Pour le reste, je crains de ne pas trop savoir vous contenter. Si je vous offrais à vie le boire et le manger, on vous accuserait à coup sûr d'être un prévôt corrompu, et je ne voudrais pas être responsable de votre déchéance. Imaginez un peu, on vous collerait au pilori toute une semaine, vous seriez la risée des grands et des petits qui vous jetteraient dans poire tout un tas de détritus, plus ou moins putrides. Oh non, ça, je ne peux m'y résoudre. Et bien au contraire, pour vous garder loin d'une fin si peu glorieuse, considérez que, quand vous viendrez vous désaltérer chez moi, je vous compterai cinq deniers de plus par chope de cervoise, et le double du prix convenu pour une écuelle de soupe, ainsi aucun doute ne sera possible, et personne ne vous accusera de vilaines choses.

A ce propos, Messire prévôt, je ne sais d'où vous tenez vos informations, mais les taverniers que j'ai employés jusqu'ici sont partis pour des raisons bien indépendantes de la fonction qui étaient la leur.

Enfin, pour finir sur l'affaire qui nous occupe. J'ai reçu hier soir un courrier rassurant de ma tavernière. Elle a été enlevée. Rien qui ne nécessitera votre intervention cependant, car son ravisseur ne lui fera aucun mal. Figurez-vous qu'il s'agit d'un crétin Normand du nom de Lucus, le meilleur ami de son ex-mari, qui plus est, qui s'était sans doute amouraché d'elle depuis si longtemps qu'il a fini par passer à l'acte. Bon, il n'était pas à son coup d'essai le bougre, j'crois que c'est une habitude de Normand le rapt.
Quoi qu'il en soit et tout à fait entre nous, ma tavernière n'est pas vraiment sans défense. Sans doute qu'elle le renverra à son pote Zilo quand elle l'aura étranglé avec ses propres tripes.
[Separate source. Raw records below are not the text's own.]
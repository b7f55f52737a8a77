//! Integration tests for paged listings: OData options, next-link traversal,
//! the repeated-link guard and the lazy streams.

mod common;

use common::{account_path, create_test_client, ACCOUNT, RESOURCE_GROUP};
use futures::TryStreamExt;
use mediaservices::{Asset, ListOptions, MediaError, Page};
use serde_json::json;
use wiremock::matchers::{method, path, query_param, query_param_is_missing};
use wiremock::{Mock, MockServer, ResponseTemplate};

fn assets(names: &[&str]) -> Vec<serde_json::Value> {
    names
        .iter()
        .map(|n| json!({ "name": n, "properties": { "container": format!("asset-{n}") } }))
        .collect()
}

/// Mount a three-page asset listing: a,b -> c,d -> e.
async fn mount_three_pages(mock_server: &MockServer) {
    let list = account_path("/assets");
    let link = |token: &str| {
        format!(
            "{}{list}?api-version=2023-01-01&$skiptoken={token}",
            mock_server.uri()
        )
    };

    Mock::given(method("GET"))
        .and(path(list.as_str()))
        .and(query_param_is_missing("$skiptoken"))
        .respond_with(ResponseTemplate::new(200).set_body_json(json!({
            "value": assets(&["a", "b"]),
            "@odata.nextLink": link("p2")
        })))
        .expect(1)
        .mount(mock_server)
        .await;

    Mock::given(method("GET"))
        .and(path(list.as_str()))
        .and(query_param("$skiptoken", "p2"))
        .respond_with(ResponseTemplate::new(200).set_body_json(json!({
            "value": assets(&["c", "d"]),
            "@odata.nextLink": link("p3")
        })))
        .expect(1)
        .mount(mock_server)
        .await;

    Mock::given(method("GET"))
        .and(path(list.as_str()))
        .and(query_param("$skiptoken", "p3"))
        .respond_with(ResponseTemplate::new(200).set_body_json(json!({
            "value": assets(&["e"])
        })))
        .expect(1)
        .mount(mock_server)
        .await;
}

fn names(items: &[Asset]) -> Vec<&str> {
    items.iter().filter_map(|a| a.name.as_deref()).collect()
}

#[tokio::test]
async fn test_list_options_become_query_parameters() {
    let mock_server = MockServer::start().await;

    Mock::given(method("GET"))
        .and(path(account_path("/assets")))
        .and(query_param("api-version", "2023-01-01"))
        .and(query_param("$filter", "properties.created gt 2024-01-01T00:00:00Z"))
        .and(query_param("$top", "2"))
        .and(query_param("$orderby", "properties.created desc"))
        .respond_with(ResponseTemplate::new(200).set_body_json(json!({
            "value": assets(&["newest", "older"])
        })))
        .expect(1)
        .mount(&mock_server)
        .await;

    let client = create_test_client(&mock_server).await;
    let opts = ListOptions::new()
        .filter("properties.created gt 2024-01-01T00:00:00Z")
        .top(2)
        .orderby("properties.created desc");
    let page = client
        .list_assets(RESOURCE_GROUP, ACCOUNT, Some(&opts))
        .await
        .expect("list failed");

    assert_eq!(names(&page.value), vec!["newest", "older"]);
    assert!(!page.has_more());
}

#[tokio::test]
async fn test_collect_all_follows_next_links() {
    let mock_server = MockServer::start().await;
    mount_three_pages(&mock_server).await;

    let client = create_test_client(&mock_server).await;
    let first = client
        .list_assets(RESOURCE_GROUP, ACCOUNT, None)
        .await
        .expect("list failed");
    assert_eq!(first.continuation_token().as_deref(), Some("p2"));

    let all = client.collect_all(first).await.expect("collect failed");
    assert_eq!(names(&all), vec!["a", "b", "c", "d", "e"]);
}

#[tokio::test]
async fn test_next_page_walks_one_page_at_a_time() {
    let mock_server = MockServer::start().await;
    mount_three_pages(&mock_server).await;

    let client = create_test_client(&mock_server).await;
    let mut page = client
        .list_assets(RESOURCE_GROUP, ACCOUNT, None)
        .await
        .expect("list failed");
    let mut sizes = vec![page.value.len()];

    while let Some(next) = client.next_page(&page).await.expect("next page failed") {
        sizes.push(next.value.len());
        page = next;
    }

    assert_eq!(sizes, vec![2, 2, 1]);
}

#[tokio::test]
async fn test_items_stream_spans_pages() {
    let mock_server = MockServer::start().await;
    mount_three_pages(&mock_server).await;

    let client = create_test_client(&mock_server).await;
    let first = client
        .list_assets(RESOURCE_GROUP, ACCOUNT, None)
        .await
        .expect("list failed");

    let items: Vec<Asset> = client
        .items(first)
        .try_collect()
        .await
        .expect("stream failed");
    assert_eq!(names(&items), vec!["a", "b", "c", "d", "e"]);
}

#[tokio::test]
async fn test_pages_stream_is_lazy() {
    let mock_server = MockServer::start().await;
    let list = account_path("/assets");

    Mock::given(method("GET"))
        .and(path(list.as_str()))
        .and(query_param("$skiptoken", "p2"))
        .respond_with(ResponseTemplate::new(200).set_body_json(json!({ "value": [] })))
        .expect(0)
        .mount(&mock_server)
        .await;

    let client = create_test_client(&mock_server).await;
    let first: Page<Asset> = serde_json::from_value(json!({
        "value": assets(&["a"]),
        "@odata.nextLink": format!("{}{list}?$skiptoken=p2", mock_server.uri())
    }))
    .expect("page json");

    let mut pages = Box::pin(client.pages(first));
    let page = pages
        .try_next()
        .await
        .expect("stream failed")
        .expect("first page");
    assert_eq!(names(&page.value), vec!["a"]);
}

#[tokio::test]
async fn test_repeated_next_link_is_rejected() {
    let mock_server = MockServer::start().await;
    let list = account_path("/assets");
    let looping = format!(
        "{}{list}?api-version=2023-01-01&$skiptoken=loop",
        mock_server.uri()
    );

    Mock::given(method("GET"))
        .and(path(list.as_str()))
        .and(query_param("$skiptoken", "loop"))
        .respond_with(ResponseTemplate::new(200).set_body_json(json!({
            "value": assets(&["x"]),
            "@odata.nextLink": looping
        })))
        .expect(1)
        .mount(&mock_server)
        .await;

    let client = create_test_client(&mock_server).await;
    let first: Page<Asset> = serde_json::from_value(json!({
        "value": [],
        "@odata.nextLink": looping
    }))
    .expect("page json");

    let result = client.collect_all(first).await;
    assert!(matches!(result, Err(MediaError::InvalidResponse(_))));
}

#[tokio::test]
async fn test_zero_top_is_rejected_before_sending() {
    let mock_server = MockServer::start().await;

    Mock::given(method("GET"))
        .respond_with(ResponseTemplate::new(200))
        .expect(0)
        .mount(&mock_server)
        .await;

    let client = create_test_client(&mock_server).await;
    let result = client
        .list_assets(RESOURCE_GROUP, ACCOUNT, Some(&ListOptions::new().top(0)))
        .await;

    assert!(matches!(result, Err(MediaError::Validation { .. })));
}

#[tokio::test]
async fn test_items_stream_stops_on_repeated_next_link() {
    let mock_server = MockServer::start().await;
    let list = account_path("/assets");
    let looping = format!(
        "{}{list}?api-version=2023-01-01&$skiptoken=loop",
        mock_server.uri()
    );

    Mock::given(method("GET"))
        .and(path(list.as_str()))
        .and(query_param("$skiptoken", "loop"))
        .respond_with(ResponseTemplate::new(200).set_body_json(json!({
            "value": assets(&["x"]),
            "@odata.nextLink": looping
        })))
        .expect(1)
        .mount(&mock_server)
        .await;

    let client = create_test_client(&mock_server).await;
    let first: Page<Asset> = serde_json::from_value(json!({
        "value": assets(&["a"]),
        "@odata.nextLink": looping
    }))
    .expect("page json");

    let mut items = Box::pin(client.items(first));
    let mut seen = Vec::new();
    let err = loop {
        match items.try_next().await {
            Ok(Some(asset)) => seen.push(asset),
            Ok(None) => panic!("stream ended without reporting the loop"),
            Err(e) => break e,
        }
    };

    assert_eq!(names(&seen), vec!["a", "x"]);
    assert!(matches!(err, MediaError::InvalidResponse(_)));
}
S'il en réchappe, peut-être que vous devriez les garder à l’œil ces deux-là, on ne sait jamais, dès fois qu'ils aient encore l'idée d'aller enlever d'autres donzelles.

En attendant, vous m'avez donné une idée pour ma taverne, en me demandant de l'interdire aux roux, aux Bretons, aux païens, aux hérétiques, aux moins de dix ans et aux plus de cinquante ans. En fait, c'est aux Normands que je vais interdire l'entrée. Ce sera plus sage, et en tant que Prévôt, je suis bien sûre que vous m'approuverez.

Bien à vous.
Fanette

_________________
Alienor.
Aliénor et son mari, après quelques jours de voyage se pointent à Limoges. Appelée par son frère au chevet de Fanette, la bretonne se dirige tout droit vers l'auberge de la future maman. Gourvan lui a donné des explications claires et c'est donc sans hésiter qu'ils trouvent tous deux l'auberge.

Non pas que le voyage fut long mais le couple, tout à la joie de se retrouver à deux, pour la première fois depuis 5 ans de mariage en avait profiter... les nuits avaient été courtes mais intenses. Et puis.... chuuuuuut! vous n'en saurez pas plus.

Devant l'auberge, ils regardèrent le nom.


C'est bien celui difficilement épelé par Gourvan. Nous pouvons entrer.


Ils poussèrent la porte et se trouvèrent dans une belle salle lumineuse. Personne... le maitre des lieux devaient se reposer. Posant leurs baluchons sur un banc, ils s'avancèrent vers le comptoir et Garg d'une vois forte, héla:


Il y a quelqu'un??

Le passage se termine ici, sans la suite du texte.